Alternatively, advisers could be liable as ‘shadow directors’[146] of companies where ‘the directors of the company or body are accustomed to act in accordance with the person’s instructions or wishes’.[147] This exposes advisers to primary, rather than accessory, liability for breaches of directors’ duties under the Corporations Act. However, the section which extends the definition of directors to shadow directors makes it clear that this:

does not apply merely because the directors act on advice given by the person in the proper performance of functions attaching to the person’s professional capacity, or the person’s business relationship with the directors or the company or body.[148]

To be caught, the adviser would need to go beyond providing professional advice, however improper, and stray into company decision-making. This would be difficult to establish.

Another possibility is the apparently vast reach of s 1324 of the Corporations Act. This section allows the court to impose an injunction, or order damages,[149] against a person who contravenes or is an accessory, under terms essentially identical to s 79, to a contravention of the Act.
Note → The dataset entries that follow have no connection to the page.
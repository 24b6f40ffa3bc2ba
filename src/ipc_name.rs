// SPDX-License-Identifier: MIT
// SPDX-FileCopyrightText: 2025-2026 natyamatsya contributors
//
// Endpoint naming for local IPC.
// Portable names live in a private namespace under the IPC root directory;
// native names are filesystem paths used as-is.

use std::path::{Path, PathBuf};
use std::sync::OnceLock;

use crate::error::{Error, Result};
use crate::platform::posix::{self, UnixAddr};

/// Directory holding portable endpoints unless overridden.
pub const DEFAULT_IPC_ROOT: &str = "/tmp";

/// Environment variable that overrides [`DEFAULT_IPC_ROOT`]; read once per process.
pub const IPC_ROOT_ENV: &str = "LOCALIPC_DIR";

/// Prefix prepended to every portable name inside the root directory.
pub const ENDPOINT_PREFIX: &str = ".localipc-";

/// The directory portable endpoints are created in.
pub fn ipc_root() -> &'static Path {
    static ROOT: OnceLock<PathBuf> = OnceLock::new();
    ROOT.get_or_init(|| match std::env::var_os(IPC_ROOT_ENV) {
        Some(dir) if !dir.is_empty() => PathBuf::from(dir),
        _ => PathBuf::from(DEFAULT_IPC_ROOT),
    })
}

/// Check that `name` is acceptable.
///
/// Portable names must be non-empty 7-bit text without control characters
/// and without path separators (`/` or `\`). Native names only need to be
/// non-empty; `&str` already guarantees valid UTF-8.
pub fn validate_name(name: &str, native: bool) -> Result<()> {
    if name.is_empty() {
        return Err(Error::InvalidName(name.to_string()));
    }
    if native {
        if name.contains('\0') {
            return Err(Error::InvalidName(name.to_string()));
        }
        return Ok(());
    }
    let bad = name
        .bytes()
        .any(|b| b < 0x20 || b == 0x7f || b >= 0x80 || b == b'/' || b == b'\\');
    if bad {
        return Err(Error::InvalidName(name.to_string()));
    }
    Ok(())
}

/// Filesystem path of the endpoint for `name`.
///
/// Fails with [`Error::NameTooLong`] when the path would not fit in a native
/// socket address; names are never silently truncated.
pub fn endpoint_path(name: &str, native: bool) -> Result<PathBuf> {
    validate_name(name, native)?;
    let path = if native {
        PathBuf::from(name)
    } else {
        ipc_root().join(format!("{ENDPOINT_PREFIX}{name}"))
    };
    let len = path.as_os_str().len();
    let max = posix::sun_path_max();
    if len > max {
        return Err(Error::NameTooLong { len, max });
    }
    Ok(path)
}

/// Path plus the native socket address built from it.
pub(crate) fn construct_address(name: &str, native: bool) -> Result<(PathBuf, UnixAddr)> {
    let path = endpoint_path(name, native)?;
    let addr = UnixAddr::from_path(&path).map_err(|e| match e.raw_os_error() {
        Some(libc::ENAMETOOLONG) => Error::NameTooLong {
            len: path.as_os_str().len(),
            max: posix::sun_path_max(),
        },
        _ => Error::from_os(e),
    })?;
    Ok((path, addr))
}

#[cfg(test)]
mod tests {
    use super::*;

    #[test]
    fn portable_names_reject_separators_and_control_chars() {
        assert!(validate_name("testchan", false).is_ok());
        assert!(validate_name("with space-and_dots.1", false).is_ok());
        for bad in ["", "a/b", "a\\b", "tab\there", "del\x7f", "caf\u{e9}"] {
            assert!(
                matches!(validate_name(bad, false), Err(Error::InvalidName(_))),
                "{bad:?} should be rejected"
            );
        }
    }

    #[test]
    fn native_names_accept_paths() {
        assert!(validate_name("/run/user/1000/sock", true).is_ok());
        assert!(validate_name("relative/caf\u{e9}", true).is_ok());
        assert!(validate_name("", true).is_err());
    }

    #[test]
    fn portable_name_maps_into_root_with_prefix() {
        let path = endpoint_path("foo", false).expect("path");
        assert_eq!(path.parent(), Some(ipc_root()));
        let file = path.file_name().unwrap().to_str().unwrap();
        assert_eq!(file, format!("{ENDPOINT_PREFIX}foo"));
    }

    #[test]
    fn native_name_is_used_verbatim() {
        let path = endpoint_path("/var/tmp/x.sock", true).expect("path");
        assert_eq!(path, PathBuf::from("/var/tmp/x.sock"));
    }

    #[test]
    fn long_names_fail_instead_of_truncating() {
        let long = "n".repeat(posix::sun_path_max());
        match endpoint_path(&long, false) {
            Err(Error::NameTooLong { len, max }) => assert!(len > max),
            other => panic!("unexpected {other:?}"),
        }
        assert!(matches!(
            construct_address(&long, false),
            Err(Error::NameTooLong { .. })
        ));
    }
}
The court may, under the injunction power, restrain the person from doing, or require the person to do, any act or thing.[150] This appears to permit the court, for example, to order an accessory to compensate Oldco’s creditors in a fraudulent phoenix activity situation, or to pay damages to employees affected adversely by sham contracting where an adviser has counselled conduct that amounts to a breach of a director’s duty to act for a proper purpose. Importantly, this section is stated to be available ‘on the application of ASIC, or of a person whose interests have been, are or would be affected by the conduct’,[151] in other words, to parties who do not have standing to enforce breaches of directors’ duties under the civil penalty or criminal provisions of the Act.[152] However, a string of judgments have grappled with the possibility of allowing the enforceability of directors’ duties by parties other than ASIC and the company,[153] and the 2012 decision of the Queensland Court of Appeal in McCracken v Phoenix Constructions (Qld) Pty Ltd[154] appears to have closed this means of redress in relation to an award of damages.[155]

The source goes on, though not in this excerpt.